(Data extract)

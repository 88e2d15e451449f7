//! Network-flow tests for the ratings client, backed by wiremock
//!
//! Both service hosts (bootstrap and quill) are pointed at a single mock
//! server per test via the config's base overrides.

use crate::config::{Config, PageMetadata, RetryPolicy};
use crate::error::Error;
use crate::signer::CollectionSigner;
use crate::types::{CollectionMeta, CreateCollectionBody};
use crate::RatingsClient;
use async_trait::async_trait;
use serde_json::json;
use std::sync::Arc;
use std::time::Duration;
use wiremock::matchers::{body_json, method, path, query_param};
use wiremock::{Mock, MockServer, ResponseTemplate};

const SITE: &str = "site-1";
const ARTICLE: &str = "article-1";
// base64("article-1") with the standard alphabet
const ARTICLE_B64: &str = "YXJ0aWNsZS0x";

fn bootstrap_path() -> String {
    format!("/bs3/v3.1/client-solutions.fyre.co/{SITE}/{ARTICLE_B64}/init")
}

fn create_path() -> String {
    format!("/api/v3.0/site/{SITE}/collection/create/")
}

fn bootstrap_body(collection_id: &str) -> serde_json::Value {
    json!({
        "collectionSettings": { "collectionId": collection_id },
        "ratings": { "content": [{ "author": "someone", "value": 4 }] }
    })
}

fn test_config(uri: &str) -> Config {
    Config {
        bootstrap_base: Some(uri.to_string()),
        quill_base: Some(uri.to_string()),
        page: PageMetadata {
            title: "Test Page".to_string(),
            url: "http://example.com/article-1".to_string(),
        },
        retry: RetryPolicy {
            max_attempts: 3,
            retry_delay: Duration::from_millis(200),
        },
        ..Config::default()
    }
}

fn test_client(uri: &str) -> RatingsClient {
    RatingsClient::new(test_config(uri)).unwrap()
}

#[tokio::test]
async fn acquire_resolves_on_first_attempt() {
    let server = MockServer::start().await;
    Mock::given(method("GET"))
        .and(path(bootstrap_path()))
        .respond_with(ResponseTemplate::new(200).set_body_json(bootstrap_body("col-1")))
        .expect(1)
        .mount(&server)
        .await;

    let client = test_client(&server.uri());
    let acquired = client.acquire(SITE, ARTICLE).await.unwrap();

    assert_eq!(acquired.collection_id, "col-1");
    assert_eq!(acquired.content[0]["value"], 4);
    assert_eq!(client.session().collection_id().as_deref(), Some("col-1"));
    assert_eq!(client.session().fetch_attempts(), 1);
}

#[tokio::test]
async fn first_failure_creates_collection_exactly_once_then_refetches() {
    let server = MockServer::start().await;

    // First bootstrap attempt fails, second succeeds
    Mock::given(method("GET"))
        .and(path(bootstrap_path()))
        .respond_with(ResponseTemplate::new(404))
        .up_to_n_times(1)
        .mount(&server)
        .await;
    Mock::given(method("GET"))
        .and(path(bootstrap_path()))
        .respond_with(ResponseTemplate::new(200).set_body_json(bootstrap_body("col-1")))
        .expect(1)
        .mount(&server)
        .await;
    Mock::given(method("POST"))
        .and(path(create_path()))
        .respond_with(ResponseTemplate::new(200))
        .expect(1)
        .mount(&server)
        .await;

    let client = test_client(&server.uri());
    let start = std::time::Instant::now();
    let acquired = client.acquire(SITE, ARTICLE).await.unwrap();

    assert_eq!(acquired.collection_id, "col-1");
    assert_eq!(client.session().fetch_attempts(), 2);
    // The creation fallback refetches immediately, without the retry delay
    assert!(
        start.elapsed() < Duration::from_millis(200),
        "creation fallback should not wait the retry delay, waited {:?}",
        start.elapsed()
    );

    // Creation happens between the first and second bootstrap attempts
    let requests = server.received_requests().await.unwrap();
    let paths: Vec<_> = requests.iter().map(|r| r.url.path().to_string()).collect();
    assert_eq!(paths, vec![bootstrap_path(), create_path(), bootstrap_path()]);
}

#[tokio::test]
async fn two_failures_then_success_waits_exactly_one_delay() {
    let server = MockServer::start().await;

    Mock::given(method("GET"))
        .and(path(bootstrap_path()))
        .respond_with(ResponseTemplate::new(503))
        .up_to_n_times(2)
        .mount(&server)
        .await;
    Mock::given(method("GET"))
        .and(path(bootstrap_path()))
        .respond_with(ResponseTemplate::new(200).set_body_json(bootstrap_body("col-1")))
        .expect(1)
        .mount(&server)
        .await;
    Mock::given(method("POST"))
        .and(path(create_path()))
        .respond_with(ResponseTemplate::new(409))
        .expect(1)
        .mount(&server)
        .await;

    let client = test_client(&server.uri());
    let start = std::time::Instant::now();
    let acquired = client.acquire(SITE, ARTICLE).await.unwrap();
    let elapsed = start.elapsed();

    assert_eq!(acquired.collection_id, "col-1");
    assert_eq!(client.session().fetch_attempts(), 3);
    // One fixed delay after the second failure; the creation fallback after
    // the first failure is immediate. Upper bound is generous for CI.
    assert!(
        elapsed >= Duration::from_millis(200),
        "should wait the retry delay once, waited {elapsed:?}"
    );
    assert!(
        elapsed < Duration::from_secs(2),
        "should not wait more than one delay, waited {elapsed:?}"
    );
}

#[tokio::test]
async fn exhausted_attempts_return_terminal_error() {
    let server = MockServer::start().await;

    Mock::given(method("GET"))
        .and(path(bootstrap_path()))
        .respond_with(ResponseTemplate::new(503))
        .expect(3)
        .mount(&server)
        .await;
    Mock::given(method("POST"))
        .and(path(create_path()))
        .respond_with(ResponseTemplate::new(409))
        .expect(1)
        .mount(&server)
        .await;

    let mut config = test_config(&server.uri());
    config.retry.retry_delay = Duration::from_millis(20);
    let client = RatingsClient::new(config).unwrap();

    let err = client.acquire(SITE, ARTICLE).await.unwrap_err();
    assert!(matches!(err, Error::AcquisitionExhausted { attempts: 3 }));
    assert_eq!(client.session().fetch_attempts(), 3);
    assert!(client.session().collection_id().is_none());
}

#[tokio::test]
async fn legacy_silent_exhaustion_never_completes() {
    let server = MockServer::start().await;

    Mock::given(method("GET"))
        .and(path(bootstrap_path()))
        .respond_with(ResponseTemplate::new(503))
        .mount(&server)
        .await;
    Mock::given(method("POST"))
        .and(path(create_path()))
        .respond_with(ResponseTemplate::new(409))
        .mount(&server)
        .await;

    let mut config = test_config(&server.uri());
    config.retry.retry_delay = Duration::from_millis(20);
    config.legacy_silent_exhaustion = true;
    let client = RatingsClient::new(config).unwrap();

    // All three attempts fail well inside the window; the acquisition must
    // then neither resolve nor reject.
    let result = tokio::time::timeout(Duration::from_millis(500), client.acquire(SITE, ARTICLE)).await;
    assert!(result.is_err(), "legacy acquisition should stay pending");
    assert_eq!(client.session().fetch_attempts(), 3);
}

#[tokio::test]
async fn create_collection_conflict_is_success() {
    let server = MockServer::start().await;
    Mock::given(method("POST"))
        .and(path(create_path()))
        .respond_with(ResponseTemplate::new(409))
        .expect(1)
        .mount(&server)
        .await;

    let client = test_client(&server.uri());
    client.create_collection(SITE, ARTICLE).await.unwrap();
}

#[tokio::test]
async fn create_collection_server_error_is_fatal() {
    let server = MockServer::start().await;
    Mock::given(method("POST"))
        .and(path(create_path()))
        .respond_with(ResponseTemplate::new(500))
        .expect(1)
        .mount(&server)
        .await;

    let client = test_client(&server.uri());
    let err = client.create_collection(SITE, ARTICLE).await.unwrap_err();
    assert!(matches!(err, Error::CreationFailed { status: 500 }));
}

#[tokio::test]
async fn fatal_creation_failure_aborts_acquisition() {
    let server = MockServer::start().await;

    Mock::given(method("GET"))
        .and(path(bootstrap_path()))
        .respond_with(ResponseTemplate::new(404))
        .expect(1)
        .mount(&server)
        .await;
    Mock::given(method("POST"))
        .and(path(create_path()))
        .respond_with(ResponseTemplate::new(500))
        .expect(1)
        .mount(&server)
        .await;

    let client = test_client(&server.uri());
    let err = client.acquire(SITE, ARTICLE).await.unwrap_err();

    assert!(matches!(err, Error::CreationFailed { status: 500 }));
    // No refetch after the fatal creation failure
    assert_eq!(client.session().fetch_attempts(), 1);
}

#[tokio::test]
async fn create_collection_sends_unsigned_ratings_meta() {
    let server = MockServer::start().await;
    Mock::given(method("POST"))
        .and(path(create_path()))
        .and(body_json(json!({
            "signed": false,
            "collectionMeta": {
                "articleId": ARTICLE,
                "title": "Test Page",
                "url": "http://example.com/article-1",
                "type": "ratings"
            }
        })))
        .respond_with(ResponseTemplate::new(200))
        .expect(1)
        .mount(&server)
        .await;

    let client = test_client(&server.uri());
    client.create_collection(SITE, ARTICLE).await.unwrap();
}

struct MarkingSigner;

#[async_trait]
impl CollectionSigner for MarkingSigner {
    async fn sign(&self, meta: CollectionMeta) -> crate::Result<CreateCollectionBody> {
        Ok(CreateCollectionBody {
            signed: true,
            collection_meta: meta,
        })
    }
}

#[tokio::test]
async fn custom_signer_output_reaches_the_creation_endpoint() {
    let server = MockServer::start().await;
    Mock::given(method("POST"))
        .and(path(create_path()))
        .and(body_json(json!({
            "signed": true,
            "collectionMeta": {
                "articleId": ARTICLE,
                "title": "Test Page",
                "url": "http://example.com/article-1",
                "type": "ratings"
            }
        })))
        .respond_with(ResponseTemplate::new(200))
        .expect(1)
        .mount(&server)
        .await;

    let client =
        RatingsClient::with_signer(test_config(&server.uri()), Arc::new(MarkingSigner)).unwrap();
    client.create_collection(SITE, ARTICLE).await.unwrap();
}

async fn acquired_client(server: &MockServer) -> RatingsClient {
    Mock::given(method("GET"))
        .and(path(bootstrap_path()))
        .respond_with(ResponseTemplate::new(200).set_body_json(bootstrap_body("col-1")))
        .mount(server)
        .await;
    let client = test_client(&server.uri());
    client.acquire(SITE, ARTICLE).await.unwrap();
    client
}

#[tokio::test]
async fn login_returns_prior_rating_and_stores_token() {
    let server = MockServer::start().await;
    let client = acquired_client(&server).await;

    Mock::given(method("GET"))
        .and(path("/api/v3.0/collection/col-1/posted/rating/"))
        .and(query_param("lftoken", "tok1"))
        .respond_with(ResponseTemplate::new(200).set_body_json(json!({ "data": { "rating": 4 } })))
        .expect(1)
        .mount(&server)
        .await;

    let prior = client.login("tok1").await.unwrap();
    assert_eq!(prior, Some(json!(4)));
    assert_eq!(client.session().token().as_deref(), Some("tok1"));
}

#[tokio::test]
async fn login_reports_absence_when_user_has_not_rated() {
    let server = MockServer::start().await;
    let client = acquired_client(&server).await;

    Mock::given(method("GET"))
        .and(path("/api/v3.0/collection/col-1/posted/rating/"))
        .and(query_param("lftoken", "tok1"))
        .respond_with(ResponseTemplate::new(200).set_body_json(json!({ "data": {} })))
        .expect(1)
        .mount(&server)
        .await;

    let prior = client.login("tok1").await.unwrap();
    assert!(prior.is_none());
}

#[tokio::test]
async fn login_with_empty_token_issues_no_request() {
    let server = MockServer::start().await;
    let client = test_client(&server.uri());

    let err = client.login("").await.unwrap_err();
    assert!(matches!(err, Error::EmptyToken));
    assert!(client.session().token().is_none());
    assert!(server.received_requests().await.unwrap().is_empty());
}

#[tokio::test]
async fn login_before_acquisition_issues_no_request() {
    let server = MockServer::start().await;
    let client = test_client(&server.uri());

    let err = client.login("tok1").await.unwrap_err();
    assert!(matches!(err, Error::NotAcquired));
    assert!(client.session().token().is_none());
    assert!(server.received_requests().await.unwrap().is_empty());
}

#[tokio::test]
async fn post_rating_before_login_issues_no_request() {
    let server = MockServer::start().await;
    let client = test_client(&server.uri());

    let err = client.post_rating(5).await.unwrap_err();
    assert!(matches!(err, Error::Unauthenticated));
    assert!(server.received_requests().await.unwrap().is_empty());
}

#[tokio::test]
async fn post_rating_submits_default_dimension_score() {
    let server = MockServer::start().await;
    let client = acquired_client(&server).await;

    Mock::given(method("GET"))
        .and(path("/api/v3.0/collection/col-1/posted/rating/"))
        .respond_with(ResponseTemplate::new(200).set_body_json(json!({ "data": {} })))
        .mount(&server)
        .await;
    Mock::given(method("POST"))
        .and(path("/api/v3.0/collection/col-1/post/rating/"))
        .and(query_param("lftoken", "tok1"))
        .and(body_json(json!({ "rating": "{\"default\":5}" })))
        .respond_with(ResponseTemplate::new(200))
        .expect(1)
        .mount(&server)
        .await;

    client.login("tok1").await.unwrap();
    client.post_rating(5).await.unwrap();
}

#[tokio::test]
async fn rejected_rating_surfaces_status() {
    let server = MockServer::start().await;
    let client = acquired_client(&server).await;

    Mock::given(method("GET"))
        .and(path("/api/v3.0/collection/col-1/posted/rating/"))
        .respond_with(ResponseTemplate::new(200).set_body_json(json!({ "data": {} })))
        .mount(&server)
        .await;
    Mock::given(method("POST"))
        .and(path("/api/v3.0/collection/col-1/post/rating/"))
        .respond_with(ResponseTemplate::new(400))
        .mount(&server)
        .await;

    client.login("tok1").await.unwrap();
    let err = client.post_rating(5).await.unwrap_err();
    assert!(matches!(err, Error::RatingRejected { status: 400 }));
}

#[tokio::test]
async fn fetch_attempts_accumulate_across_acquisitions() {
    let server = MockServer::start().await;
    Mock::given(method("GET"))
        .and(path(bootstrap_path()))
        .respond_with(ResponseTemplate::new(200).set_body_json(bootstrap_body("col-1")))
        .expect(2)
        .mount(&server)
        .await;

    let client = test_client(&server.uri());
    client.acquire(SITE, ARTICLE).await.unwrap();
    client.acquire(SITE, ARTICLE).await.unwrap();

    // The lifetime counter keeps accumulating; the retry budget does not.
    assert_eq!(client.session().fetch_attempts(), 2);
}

(End Data extract)

What lines of the preceding data include the string "second"? Pull them out.

    // First bootstrap attempt fails, second succeeds
    // Creation happens between the first and second bootstrap attempts
    // One fixed delay after the second failure; the creation fallback after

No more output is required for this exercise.